Poesía sin fin: Estatuas de sal

Gabriel García Márquez inicia su autobiografía con la siguiente declaración: “La vida no es la que uno vivió, sino la que uno recuerda y cómo la recuerda para contarla”. La frase funciona como coraza protectora para todo quien dude sobre la veracidad de ciertos hechos, o ponga en tela de juicio motivos, imágenes y relatos. Bien podría ser el punto de partida de todo texto autobiográfico, pero más aún con los que juegan con los límites de lo verosímil y dan media vuelta hacia el pasado con un ánimo fantástico y poético. Es el caso del realizador chileno Alejandro Jodorowsky, quien revisita cinematográficamente su juventud, mediante un prisma libre de toda atadura racional, desembocando en el desbordado despliegue de su imaginación.
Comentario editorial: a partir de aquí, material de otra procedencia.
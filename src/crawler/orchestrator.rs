//! Crawl orchestrator - main harvest loop
//!
//! The orchestrator walks listing pages strictly in sequence. For every
//! non-empty page it:
//! - fans the page's detail URLs out to the detail stage
//! - fetches each item's image, if image retrieval is enabled
//! - joins everything back onto the listing entries by URL
//! - appends the merged records to the sink in listing order
//!
//! The crawl stops on an empty page, when the page limit is passed, or when a
//! listing page cannot be fetched. Records collected before the stop are
//! always returned.

use crate::crawler::detail::{DetailResults, DetailStage};
use crate::crawler::image::{ImageStage, ImageStore};
use crate::crawler::listing::{ListingPage, ListingStage, Pagination};
use crate::crawler::{FetchError, FetcherFactory, PageFetcher};
use crate::records::{
    DedupPolicy, DetailOutcome, ImageOutcome, PartialRecord, ProductRecord, RecordSink,
};
use crate::schema::ExtractionSchema;
use crate::HarvestError;
use chrono::{DateTime, Utc};
use std::fmt;
use std::sync::Arc;
use std::time::Duration;

/// Tunables of a crawl that do not change between runs
#[derive(Debug, Clone)]
pub struct CrawlSettings {
    /// Pause before every listing page after the first
    pub page_delay: Duration,

    /// Timeout applied to every fetch
    pub request_timeout: Duration,

    /// Replace the fetcher after this many listing pages
    pub recycle_client_every: Option<u32>,

    pub dedup: DedupPolicy,
}

impl Default for CrawlSettings {
    fn default() -> Self {
        Self {
            page_delay: Duration::from_secs(1),
            request_timeout: Duration::from_secs(30),
            recycle_client_every: None,
            dedup: DedupPolicy::KeepAll,
        }
    }
}

/// Pagination progress
#[derive(Debug, Clone, Copy, PartialEq, Eq)]
pub struct CrawlState {
    /// Next listing page to visit, starting at 1
    pub page_index: u32,

    /// Last page to visit; None means unbounded
    pub page_limit: Option<u32>,

    pub terminated: bool,
}

impl CrawlState {
    pub fn new(page_limit: Option<u32>) -> Self {
        Self {
            page_index: 1,
            page_limit,
            terminated: false,
        }
    }

    /// True once the next page lies beyond the page limit
    pub fn limit_reached(&self) -> bool {
        matches!(self.page_limit, Some(limit) if self.page_index > limit)
    }
}

/// Why a crawl ended cleanly
#[derive(Debug, Clone, Copy, PartialEq, Eq)]
pub enum StopReason {
    /// The listing page carried no items
    EmptyPage { page_index: u32 },

    /// Every page up to the limit was visited
    PageLimitReached { limit: u32 },
}

/// Coarse classification of a termination
#[derive(Debug, Clone, Copy, PartialEq, Eq)]
pub enum TerminationKind {
    Clean,
    Error,
}

/// How a crawl ended
#[derive(Debug, Clone, PartialEq, Eq)]
pub enum Termination {
    Clean(StopReason),

    /// A listing page could not be fetched
    ListingFailed { page_index: u32, error: FetchError },

    /// A replacement fetcher could not be built
    ClientRecycleFailed { page_index: u32, reason: String },
}

impl Termination {
    pub fn kind(&self) -> TerminationKind {
        match self {
            Self::Clean(_) => TerminationKind::Clean,
            Self::ListingFailed { .. } | Self::ClientRecycleFailed { .. } => {
                TerminationKind::Error
            }
        }
    }

    pub fn is_clean(&self) -> bool {
        self.kind() == TerminationKind::Clean
    }

    /// Process exit code for this termination
    pub fn exit_code(&self) -> u8 {
        match self.kind() {
            TerminationKind::Clean => 0,
            TerminationKind::Error => 2,
        }
    }
}

impl fmt::Display for Termination {
    fn fmt(&self, f: &mut fmt::Formatter<'_>) -> fmt::Result {
        match self {
            Self::Clean(StopReason::EmptyPage { page_index }) => {
                write!(f, "clean: page {} had no items", page_index)
            }
            Self::Clean(StopReason::PageLimitReached { limit }) => {
                write!(f, "clean: page limit {} reached", limit)
            }
            Self::ListingFailed { page_index, error } => {
                write!(f, "error: listing page {} failed: {}", page_index, error)
            }
            Self::ClientRecycleFailed { page_index, reason } => write!(
                f,
                "error: could not rebuild HTTP client before page {}: {}",
                page_index, reason
            ),
        }
    }
}

/// The result of a crawl
#[derive(Debug, Clone)]
pub struct CrawlReport {
    /// Records in (page, listing position) order
    pub records: Vec<ProductRecord>,

    pub termination: Termination,

    /// Listing pages that produced records
    pub pages_crawled: u32,

    /// Listing entries skipped because they could not be keyed
    pub malformed_items: usize,

    pub duplicates_dropped: usize,

    pub started_at: DateTime<Utc>,
    pub finished_at: DateTime<Utc>,
}

impl CrawlReport {
    pub fn record_count(&self) -> usize {
        self.records.len()
    }
}

/// Drives the listing, detail and image stages
pub struct Orchestrator {
    factory: Box<dyn FetcherFactory>,
    fetcher: Arc<dyn PageFetcher>,
    schema: Arc<dyn ExtractionSchema>,
    image_store: Option<Arc<dyn ImageStore>>,
    pagination: Pagination,
    settings: CrawlSettings,
}

impl Orchestrator {
    /// Creates an orchestrator, building its first fetcher from `factory`
    ///
    /// # Returns
    ///
    /// * `Ok(Orchestrator)` - Ready to run
    /// * `Err(HarvestError)` - The factory could not build a fetcher
    pub fn new(
        factory: Box<dyn FetcherFactory>,
        schema: Arc<dyn ExtractionSchema>,
        pagination: Pagination,
        settings: CrawlSettings,
    ) -> Result<Self, HarvestError> {
        let fetcher = factory.create()?;

        Ok(Self {
            factory,
            fetcher,
            schema,
            image_store: None,
            pagination,
            settings,
        })
    }

    /// Enables the image stage, persisting images through `store`
    pub fn with_image_store(mut self, store: Arc<dyn ImageStore>) -> Self {
        self.image_store = Some(store);
        self
    }

    /// Runs a crawl
    ///
    /// # Arguments
    ///
    /// * `page_limit` - Last listing page to visit; None walks until an empty page
    /// * `concurrency_limit` - Detail pages fetched at once within a page
    ///
    /// # Returns
    ///
    /// A report holding every record assembled before the crawl stopped and
    /// the reason it stopped. Crawl failures never surface as errors here.
    pub async fn run(&mut self, page_limit: Option<u32>, concurrency_limit: usize) -> CrawlReport {
        let started_at = Utc::now();
        let mut state = CrawlState::new(page_limit);
        let mut sink = RecordSink::new(self.settings.dedup);
        let mut pages_crawled = 0u32;
        let mut malformed_items = 0usize;

        tracing::info!(
            "Starting harvest (page limit: {}, detail workers: {})",
            page_limit.map_or_else(|| "none".to_string(), |l| l.to_string()),
            concurrency_limit
        );

        let termination = loop {
            if let Some(limit) = state.page_limit.filter(|_| state.limit_reached()) {
                tracing::info!("Reached max page limit: {}", limit);
                break Termination::Clean(StopReason::PageLimitReached { limit });
            }

            if state.page_index > 1 {
                if let Err(reason) = self.recycle_client_if_due(pages_crawled) {
                    tracing::error!("Failed to rebuild HTTP client: {}", reason);
                    break Termination::ClientRecycleFailed {
                        page_index: state.page_index,
                        reason,
                    };
                }

                if !self.settings.page_delay.is_zero() {
                    tokio::time::sleep(self.settings.page_delay).await;
                }
            }

            tracing::info!("Scraping page {}...", state.page_index);

            let listing = match self.listing_stage().list_page(state.page_index).await {
                Ok(listing) => listing,
                Err(error) => {
                    tracing::error!("Failed to fetch page {}: {}", state.page_index, error);
                    break Termination::ListingFailed {
                        page_index: state.page_index,
                        error,
                    };
                }
            };

            if listing.is_empty {
                tracing::info!("No more products found on page {}", state.page_index);
                break Termination::Clean(StopReason::EmptyPage {
                    page_index: state.page_index,
                });
            }

            malformed_items += listing.malformed;
            let appended = self
                .harvest_page(listing, concurrency_limit, &mut sink)
                .await;
            tracing::info!(
                "Page {} done: {} records ({} total)",
                state.page_index,
                appended,
                sink.len()
            );

            pages_crawled += 1;
            state.page_index += 1;
        };

        state.terminated = true;
        tracing::info!(
            "Harvest finished after {} pages with {} records ({})",
            pages_crawled,
            sink.len(),
            termination
        );

        CrawlReport {
            duplicates_dropped: sink.duplicates_dropped(),
            records: sink.into_records(),
            termination,
            pages_crawled,
            malformed_items,
            started_at,
            finished_at: Utc::now(),
        }
    }

    /// Runs the detail and image stages for a listed page and appends the
    /// merged records, returning how many were appended
    async fn harvest_page(
        &self,
        listing: ListingPage,
        concurrency_limit: usize,
        sink: &mut RecordSink,
    ) -> usize {
        let details = self
            .detail_stage()
            .fetch_details(listing.detail_urls(), concurrency_limit)
            .await;

        let image_stage = self.image_stage();
        let mut appended = 0;

        for partial in listing.records {
            let detail = detail_outcome(&details, &partial.url);
            let image = resolve_image(image_stage.as_ref(), &partial).await;

            if sink.append(ProductRecord::merge(partial, detail, image)) {
                appended += 1;
            }
        }

        appended
    }

    /// Replaces the fetcher when the recycling threshold is hit
    fn recycle_client_if_due(&mut self, pages_crawled: u32) -> Result<(), String> {
        let Some(every) = self.settings.recycle_client_every else {
            return Ok(());
        };

        if pages_crawled == 0 || pages_crawled % every != 0 {
            return Ok(());
        }

        tracing::info!("Recycling HTTP client after {} pages", pages_crawled);
        self.fetcher = self.factory.create().map_err(|e| e.to_string())?;
        Ok(())
    }

    fn listing_stage(&self) -> ListingStage {
        ListingStage::new(
            Arc::clone(&self.fetcher),
            Arc::clone(&self.schema),
            self.pagination.clone(),
            self.settings.request_timeout,
        )
    }

    fn detail_stage(&self) -> DetailStage {
        DetailStage::new(
            Arc::clone(&self.fetcher),
            Arc::clone(&self.schema),
            self.settings.request_timeout,
        )
    }

    fn image_stage(&self) -> Option<ImageStage> {
        self.image_store.as_ref().map(|store| {
            ImageStage::new(
                Arc::clone(&self.fetcher),
                Arc::clone(store),
                self.settings.request_timeout,
            )
        })
    }
}

/// Looks up the detail result for `url`
fn detail_outcome(details: &DetailResults, url: &str) -> DetailOutcome {
    match details.get(url) {
        Some(Ok(attributes)) => DetailOutcome::Resolved(attributes.clone()),
        Some(Err(error)) => DetailOutcome::Failed(error.clone()),
        None => DetailOutcome::Missing,
    }
}

async fn resolve_image(stage: Option<&ImageStage>, partial: &PartialRecord) -> ImageOutcome {
    let Some(source) = partial.image_source_url.as_deref() else {
        return ImageOutcome::Missing;
    };

    let Some(stage) = stage else {
        return ImageOutcome::Remote(source.to_string());
    };

    match stage.fetch_image(source).await {
        Ok(reference) => ImageOutcome::Stored(reference),
        Err(e) => {
            tracing::warn!("Image unavailable for {}: {}", partial.url, e);
            ImageOutcome::Failed(e)
        }
    }
}
//! Integration tests for the harvester
//!
//! These tests use wiremock to create mock HTTP servers and test
//! the full listing → detail → image → export cycle end-to-end.

use std::time::Duration;
use sumi_harvest::config::{
    parse_config, Config, CrawlerConfig, ImageConfig, OutputConfig, OutputFormat, SchemaConfig,
    SiteConfig, UserAgentConfig,
};
use sumi_harvest::crawler::{
    build_orchestrator, run, FetchError, ImageError, StopReason, Termination,
};
use sumi_harvest::output::export_report;
use sumi_harvest::records::{DetailOutcome, ImageOutcome, UNAVAILABLE, UNKNOWN};
use tempfile::TempDir;
use wiremock::matchers::{header, method, path, query_param};
use wiremock::{Mock, MockServer, ResponseTemplate};

const USER_AGENT: &str = "TestHarvester/1.0 (+https://example.com/bot)";

/// Creates a test configuration pointed at the mock server
fn create_test_config(base_url: &str, work_dir: &TempDir) -> Config {
    Config {
        site: SiteConfig {
            base_url: base_url.to_string(),
            listing_template: format!("{}/search?page={{page}}", base_url),
        },
        crawler: CrawlerConfig {
            max_pages: None,
            detail_concurrency: 4,
            page_delay_ms: 0,
            request_timeout_ms: 2_000,
            recycle_client_every: None,
            dedupe_by_url: false,
        },
        user_agent: UserAgentConfig {
            value: USER_AGENT.to_string(),
        },
        schema: SchemaConfig::default(),
        images: ImageConfig {
            enabled: false,
            directory: work_dir.path().join("images").display().to_string(),
        },
        output: OutputConfig {
            path: work_dir.path().join("products.csv").display().to_string(),
            format: OutputFormat::Csv,
        },
    }
}

/// Listing page markup with one entry per `(path, title)` pair
fn listing_html(items: &[(&str, &str)]) -> String {
    let entries: String = items
        .iter()
        .map(|(path, title)| {
            format!(
                r#"<div class="search-title-row">
                     <a href="{path}"><h3>{title}</h3></a>
                     <div class="price-details">PKR 1,200</div>
                     <img class="lazy pic" src="/placeholder.gif" data-original="{path}.jpg">
                   </div>"#
            )
        })
        .collect();
    format!("<html><body><main>{}</main></body></html>", entries)
}

fn detail_html(manufacturer: &str, details: &str) -> String {
    format!(
        r#"<html><body>
             <h5 class="nomargin">{manufacturer}</h5>
             <div class="primary-lang"><p>{details}</p></div>
           </body></html>"#
    )
}

async fn mount_listing(server: &MockServer, page: &str, body: String) {
    Mock::given(method("GET"))
        .and(path("/search"))
        .and(query_param("page", page))
        .respond_with(ResponseTemplate::new(200).set_body_string(body))
        .mount(server)
        .await;
}

async fn mount_detail(server: &MockServer, item_path: &str, body: String, delay: Duration) {
    Mock::given(method("GET"))
        .and(path(item_path))
        .respond_with(
            ResponseTemplate::new(200)
                .set_body_string(body)
                .set_delay(delay),
        )
        .mount(server)
        .await;
}

async fn mount_image(server: &MockServer, image_path: &str) {
    Mock::given(method("GET"))
        .and(path(image_path))
        .respond_with(ResponseTemplate::new(200).set_body_bytes(vec![0xFF, 0xD8, 0xFF, 0xE0]))
        .mount(server)
        .await;
}

#[tokio::test]
async fn test_full_harvest_with_partial_failures() {
    let mock_server = MockServer::start().await;
    let base_url = mock_server.uri();
    let work_dir = TempDir::new().unwrap();

    mount_listing(
        &mock_server,
        "1",
        listing_html(&[
            ("/p/a", "Brake Pads"),
            ("/p/b", "Air Filter"),
            ("/p/c", "Spark Plug"),
        ]),
    )
    .await;
    mount_listing(&mock_server, "2", listing_html(&[])).await;

    mount_detail(
        &mock_server,
        "/p/a",
        detail_html("Toyota", "Genuine part"),
        Duration::ZERO,
    )
    .await;
    // Slower than the request timeout
    mount_detail(
        &mock_server,
        "/p/b",
        detail_html("Honda", "Never seen"),
        Duration::from_secs(3),
    )
    .await;
    mount_detail(
        &mock_server,
        "/p/c",
        detail_html("NGK", "Iridium tip"),
        Duration::ZERO,
    )
    .await;

    mount_image(&mock_server, "/p/a.jpg").await;
    mount_image(&mock_server, "/p/b.jpg").await;
    // /p/c.jpg is not mounted and answers 404

    let mut config = create_test_config(&base_url, &work_dir);
    config.crawler.request_timeout_ms = 500;
    config.images.enabled = true;

    let report = run(&config, None, 4).await.expect("crawl setup failed");

    assert_eq!(
        report.termination,
        Termination::Clean(StopReason::EmptyPage { page_index: 2 })
    );
    assert_eq!(report.termination.exit_code(), 0);
    assert_eq!(report.pages_crawled, 1);
    assert_eq!(report.record_count(), 3);

    let titles: Vec<&str> = report.records.iter().map(|r| r.title.as_str()).collect();
    assert_eq!(titles, vec!["Brake Pads", "Air Filter", "Spark Plug"]);

    let a = &report.records[0];
    assert_eq!(a.url, format!("{}/p/a", base_url));
    assert_eq!(a.price, "PKR 1,200");
    assert_eq!(a.manufacturer(), "Toyota");
    assert_eq!(a.details(), "Genuine part");
    assert!(matches!(a.image, ImageOutcome::Stored(_)));
    assert!(std::path::Path::new(a.image_column()).exists());

    let b = &report.records[1];
    assert!(matches!(
        &b.detail,
        DetailOutcome::Failed(FetchError::Timeout { .. })
    ));
    assert_eq!(b.manufacturer(), UNKNOWN);
    assert_eq!(b.details(), UNKNOWN);
    assert!(matches!(b.image, ImageOutcome::Stored(_)));

    let c = &report.records[2];
    assert_eq!(c.manufacturer(), "NGK");
    assert!(matches!(
        &c.image,
        ImageOutcome::Failed(ImageError::Fetch(FetchError::NonSuccessStatus {
            status: 404,
            ..
        }))
    ));
    assert_eq!(c.image_column(), UNAVAILABLE);
}

#[tokio::test]
async fn test_listing_failure_keeps_earlier_pages() {
    let mock_server = MockServer::start().await;
    let base_url = mock_server.uri();
    let work_dir = TempDir::new().unwrap();

    mount_listing(&mock_server, "1", listing_html(&[("/p/a", "Brake Pads")])).await;
    Mock::given(method("GET"))
        .and(path("/search"))
        .and(query_param("page", "2"))
        .respond_with(ResponseTemplate::new(500))
        .mount(&mock_server)
        .await;
    mount_detail(
        &mock_server,
        "/p/a",
        detail_html("Toyota", "Genuine part"),
        Duration::ZERO,
    )
    .await;

    let config = create_test_config(&base_url, &work_dir);
    let report = run(&config, None, 2).await.unwrap();

    match &report.termination {
        Termination::ListingFailed { page_index, error } => {
            assert_eq!(*page_index, 2);
            assert!(matches!(
                error,
                FetchError::NonSuccessStatus { status: 500, .. }
            ));
        }
        other => panic!("Expected listing failure, got {:?}", other),
    }
    assert!(!report.termination.is_clean());
    assert_eq!(report.termination.exit_code(), 2);

    assert_eq!(report.record_count(), 1);
    assert_eq!(report.records[0].manufacturer(), "Toyota");
    // Images disabled: the listing URL is carried through
    assert_eq!(
        report.records[0].image_column(),
        format!("{}/p/a.jpg", base_url)
    );
}

#[tokio::test]
async fn test_page_limit_stops_before_next_page() {
    let mock_server = MockServer::start().await;
    let base_url = mock_server.uri();
    let work_dir = TempDir::new().unwrap();

    mount_listing(&mock_server, "1", listing_html(&[("/p/a", "Brake Pads")])).await;
    Mock::given(method("GET"))
        .and(path("/search"))
        .and(query_param("page", "2"))
        .respond_with(ResponseTemplate::new(200).set_body_string(listing_html(&[("/p/z", "Never")])))
        .expect(0)
        .mount(&mock_server)
        .await;
    mount_detail(
        &mock_server,
        "/p/a",
        detail_html("Toyota", "Genuine part"),
        Duration::ZERO,
    )
    .await;

    let config = create_test_config(&base_url, &work_dir);
    let report = run(&config, Some(1), 2).await.unwrap();

    assert_eq!(
        report.termination,
        Termination::Clean(StopReason::PageLimitReached { limit: 1 })
    );
    assert_eq!(report.record_count(), 1);
}

#[tokio::test]
async fn test_requests_carry_configured_user_agent() {
    let mock_server = MockServer::start().await;
    let base_url = mock_server.uri();
    let work_dir = TempDir::new().unwrap();

    Mock::given(method("GET"))
        .and(path("/search"))
        .and(header("user-agent", USER_AGENT))
        .respond_with(ResponseTemplate::new(200).set_body_string(listing_html(&[])))
        .expect(1)
        .mount(&mock_server)
        .await;

    let config = create_test_config(&base_url, &work_dir);
    let report = run(&config, None, 1).await.unwrap();

    assert_eq!(
        report.termination,
        Termination::Clean(StopReason::EmptyPage { page_index: 1 })
    );
    assert_eq!(report.record_count(), 0);
}

#[tokio::test]
async fn test_client_recycling_keeps_crawling() {
    let mock_server = MockServer::start().await;
    let base_url = mock_server.uri();
    let work_dir = TempDir::new().unwrap();

    for page in 1..=3 {
        let item = format!("/p/{}", page);
        mount_listing(
            &mock_server,
            &page.to_string(),
            listing_html(&[(item.as_str(), "Item")]),
        )
        .await;
        mount_detail(
            &mock_server,
            &item,
            detail_html("Maker", "Details"),
            Duration::ZERO,
        )
        .await;
    }
    mount_listing(&mock_server, "4", listing_html(&[])).await;

    let mut config = create_test_config(&base_url, &work_dir);
    config.crawler.recycle_client_every = Some(1);

    let mut orchestrator = build_orchestrator(&config).unwrap();
    let report = orchestrator.run(None, 2).await;

    assert!(report.termination.is_clean());
    assert_eq!(report.pages_crawled, 3);
    let pages: Vec<u32> = report.records.iter().map(|r| r.page_index).collect();
    assert_eq!(pages, vec![1, 2, 3]);
}

#[tokio::test]
async fn test_toml_config_to_csv_export() {
    let mock_server = MockServer::start().await;
    let base_url = mock_server.uri();
    let work_dir = TempDir::new().unwrap();
    let csv_path = work_dir.path().join("out").join("products.csv");

    mount_listing(
        &mock_server,
        "1",
        listing_html(&[("/p/a", "Brake Pads"), ("/p/b", "Air Filter")]),
    )
    .await;
    mount_listing(&mock_server, "2", listing_html(&[])).await;
    mount_detail(
        &mock_server,
        "/p/a",
        detail_html("Toyota", "Genuine part"),
        Duration::ZERO,
    )
    .await;
    // /p/b has no detail page and answers 404

    let toml = format!(
        r#"
[site]
base-url = "{base}"
listing-template = "{base}/search?page={{page}}"

[crawler]
detail-concurrency = 2
page-delay-ms = 0
request-timeout-ms = 2000

[user-agent]
value = "{ua}"

[output]
path = "{path}"
format = "csv"
"#,
        base = base_url,
        ua = USER_AGENT,
        path = csv_path.display()
    );
    let config = parse_config(&toml).expect("config should parse");

    let report = run(&config, config.crawler.max_pages, 2).await.unwrap();
    let written = export_report(&config.output, None, &report, "hash").unwrap();
    assert_eq!(written, 2);

    let mut reader = csv::Reader::from_path(&csv_path).unwrap();
    let headers: Vec<String> = reader
        .headers()
        .unwrap()
        .iter()
        .map(|h| h.to_string())
        .collect();
    assert_eq!(
        headers,
        vec!["title", "url", "price", "image", "manufacturer", "details"]
    );

    let rows: Vec<csv::StringRecord> = reader.records().map(|r| r.unwrap()).collect();
    assert_eq!(rows.len(), 2);
    assert_eq!(&rows[0][0], "Brake Pads");
    assert_eq!(&rows[0][2], "PKR 1,200");
    assert_eq!(&rows[0][4], "Toyota");
    assert_eq!(&rows[1][0], "Air Filter");
    assert_eq!(&rows[1][4], UNKNOWN);
    assert_eq!(&rows[1][5], UNKNOWN);
}
//! Sumi-Harvest: a polite catalogue harvester
//!
//! This crate walks the listing pages of a paginated product catalogue, fans out
//! to each item's detail page under a bounded worker pool, optionally pulls the
//! item image, and assembles everything into an ordered table of products.

pub mod config;
pub mod crawler;
pub mod output;
pub mod records;
pub mod schema;

use thiserror::Error;

/// Main error type for Sumi-Harvest operations
///
/// These errors only arise while setting a crawl up or writing its results.
/// Failures during the crawl itself are carried as typed markers on the
/// records and on the crawl report instead.
#[derive(Debug, Error)]
pub enum HarvestError {
    #[error("Configuration error: {0}")]
    Config(#[from] ConfigError),

    #[error("Failed to build HTTP client: {0}")]
    HttpClient(#[from] reqwest::Error),

    #[error("Output error: {0}")]
    Output(#[from] output::OutputError),

    #[error("IO error: {0}")]
    Io(#[from] std::io::Error),
}

/// Configuration-specific errors
#[derive(Debug, Error)]
pub enum ConfigError {
    #[error("Failed to read config file: {0}")]
    Io(#[from] std::io::Error),

    #[error("Failed to parse TOML: {0}")]
    Parse(#[from] toml::de::Error),

    #[error("Validation error: {0}")]
    Validation(String),

    #[error("Invalid URL in config: {0}")]
    InvalidUrl(String),

    #[error("Invalid CSS selector: {0}")]
    InvalidSelector(String),
}

/// Result type alias for Sumi-Harvest operations
pub type Result<T> = std::result::Result<T, HarvestError>;

/// Result type alias for configuration operations
pub type ConfigResult<T> = std::result::Result<T, ConfigError>;

// Re-export commonly used types
pub use config::Config;
pub use crawler::{run, CrawlReport, FetchError, Orchestrator, Termination};
pub use records::{ProductRecord, RecordSink};
pub use schema::{ExtractionSchema, SelectorSchema};
//! CSS selector based extraction schema
//!
//! The selectors are read from the `[schema]` configuration section. The
//! defaults match the classifieds listing layout the harvester was written
//! for: one `div.search-title-row` per item, the detail link on its first
//! anchor, the image URL in the lazily-loaded `data-original` attribute.

use crate::config::SchemaConfig;
use crate::records::{PartialRecord, SecondaryAttributes, UNKNOWN};
use crate::schema::{ExtractionSchema, ParseError};
use crate::ConfigError;
use scraper::{ElementRef, Html, Selector};
use url::Url;

/// Extraction schema driven by CSS selectors
#[derive(Debug, Clone)]
pub struct SelectorSchema {
    item: Selector,
    title: Selector,
    link: Selector,
    price: Selector,
    image: Selector,
    image_attribute: String,
    manufacturer: Selector,
    details: Selector,
}

impl SelectorSchema {
    /// Compiles the selectors of a schema configuration
    ///
    /// # Returns
    ///
    /// * `Ok(SelectorSchema)` - All selectors compiled
    /// * `Err(ConfigError::InvalidSelector)` - A selector is not valid CSS
    pub fn from_config(config: &SchemaConfig) -> Result<Self, ConfigError> {
        Ok(Self {
            item: compile("listing-item", &config.listing_item)?,
            title: compile("title", &config.title)?,
            link: compile("link", &config.link)?,
            price: compile("price", &config.price)?,
            image: compile("image", &config.image)?,
            image_attribute: config.image_attribute.clone(),
            manufacturer: compile("manufacturer", &config.manufacturer)?,
            details: compile("details", &config.details)?,
        })
    }

    fn parse_item(
        &self,
        item: ElementRef<'_>,
        base_url: &Url,
        page_index: u32,
        position: usize,
    ) -> Result<PartialRecord, ParseError> {
        let href = item
            .select(&self.link)
            .next()
            .and_then(|link| link.value().attr("href"))
            .ok_or(ParseError::MissingLink { position })?;

        let url = resolve_link(href, base_url).ok_or_else(|| ParseError::UnresolvableLink {
            position,
            href: href.to_string(),
        })?;

        let image_source_url = item
            .select(&self.image)
            .next()
            .and_then(|img| img.value().attr(&self.image_attribute))
            .and_then(|src| resolve_link(src, base_url));

        Ok(PartialRecord {
            title: first_text(item, &self.title).unwrap_or_else(|| UNKNOWN.to_string()),
            url,
            price: first_text(item, &self.price).unwrap_or_else(|| UNKNOWN.to_string()),
            image_source_url,
            page_index,
            position,
        })
    }
}

impl Default for SelectorSchema {
    fn default() -> Self {
        // The built-in selectors are known to compile
        Self::from_config(&SchemaConfig::default())
            .unwrap_or_else(|e| panic!("default schema selectors are invalid: {}", e))
    }
}

impl ExtractionSchema for SelectorSchema {
    fn parse_listing(
        &self,
        raw: &str,
        base_url: &Url,
        page_index: u32,
    ) -> Vec<Result<PartialRecord, ParseError>> {
        let document = Html::parse_document(raw);

        document
            .select(&self.item)
            .enumerate()
            .map(|(position, item)| self.parse_item(item, base_url, page_index, position))
            .collect()
    }

    fn parse_detail(&self, raw: &str) -> SecondaryAttributes {
        let document = Html::parse_document(raw);
        let root = document.root_element();

        let manufacturer = first_text(root, &self.manufacturer);

        // Each text node on its own line, blank nodes dropped
        let detail_text = root.select(&self.details).next().and_then(|element| {
            let lines: Vec<&str> = element
                .text()
                .map(str::trim)
                .filter(|line| !line.is_empty())
                .collect();
            (!lines.is_empty()).then(|| lines.join("\n"))
        });

        SecondaryAttributes {
            manufacturer,
            detail_text,
        }
    }
}

fn compile(name: &str, css: &str) -> Result<Selector, ConfigError> {
    Selector::parse(css)
        .map_err(|e| ConfigError::InvalidSelector(format!("{} '{}': {:?}", name, css, e)))
}

/// Text of the first element matching `selector`, whitespace collapsed
fn first_text(scope: ElementRef<'_>, selector: &Selector) -> Option<String> {
    scope
        .select(selector)
        .next()
        .map(|element| {
            element
                .text()
                .flat_map(str::split_whitespace)
                .collect::<Vec<_>>()
                .join(" ")
        })
        .filter(|text| !text.is_empty())
}

/// Resolves a link href to an absolute HTTP(S) URL
///
/// Returns None if the link cannot identify a fetchable page or image:
/// - empty or fragment-only hrefs
/// - javascript:, mailto:, tel: and data: URIs
/// - hrefs that do not resolve against `base_url`
/// - non-HTTP(S) URLs after resolution
pub fn resolve_link(href: &str, base_url: &Url) -> Option<String> {
    let href = href.trim();

    if href.is_empty() || href.starts_with('#') {
        return None;
    }

    if href.starts_with("javascript:")
        || href.starts_with("mailto:")
        || href.starts_with("tel:")
        || href.starts_with("data:")
    {
        return None;
    }

    match base_url.join(href) {
        Ok(absolute_url) if matches!(absolute_url.scheme(), "http" | "https") => {
            Some(absolute_url.to_string())
        }
        _ => None,
    }
}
En La danza de la realidad (2013), el autor retrató su infancia en la lejana Tocopilla, entre las presiones de su padre abusivo, los temores de la adolescencia y el ocre color del desierto. En Poesía sin fin, el joven Alejandro llega a un Santiago igual de atemorizante, pero el descubrimiento de su vocación por las letras lo hará no solo madurar, sino también acercarse al mundo de los artistas, plagado de bohemia, amor y locura. Al igual que en la primera entrega de esta serie, Jodorowsky abunda en hipérboles y metáforas para llevar a la pantalla sus años mozos, sus relaciones con Stella Díaz, Nicanor Parra y Enrique Lihn, el angustioso peso que la figura paterna impone sobre sus hombros y la búsqueda por el sentido de la vida en medio del caos. Si en La danza de la realidad el tema tenía más que ver con la constricción de un niño en un paraje hostil, ahora el foco está más bien puesto en la apertura y el escape de un joven que empieza a encontrar su rumbo por el mundo.

Como era de esperarse, la dimensión visual de la obra destaca con luz propia, tanto en factura como en escala. El diseño de producción se enfrenta creativamente desde el inicio con todo lo que implica la ambientación de época. Un actual barrio Matucana se disfraza con gigantes lienzos, los que reemplazan las fachadas en decadencia por imágenes en blanco y negro de su antiguo estado hace más de cincuenta años. Este gesto da pie a un sinnúmero de recursos de puesta en escena, teatrales en muchos casos, que definen la coherencia plástica del film. La grandilocuencia de algunas escenas las transforma en verdaderos carnavales de color, siempre primando un simbolismo muy propio del autor, con recurrentes referencias a la muerte, el dolor y la fruición de la carne.

Ahora, si bien la frase de García Márquez puede servirnos para dar contexto a este tipo de texto, también recae en ella un riesgo que es necesario de atender. Al constatar que se trata de la vida del autor puesta en imagen tal como él la recuerda y que, por tanto, obedece a sus propios designios narrativos y lineamientos estéticos, podemos caer en un doble facilismo: admitirlo todo dentro de ese marco de acción, o negarlo todo viéndolo como lejano y obtuso. En otras palabras, “es su visión de su vida, así que sí”, o “es su visión de su vida, así que no”.  Intentando esquivar este análisis acotado, un camino posible que podemos tomar -entre muchos otros- tiene que ver con la calidad de los discursos y su capacidad para evocar, ya sean emociones o reflexiones.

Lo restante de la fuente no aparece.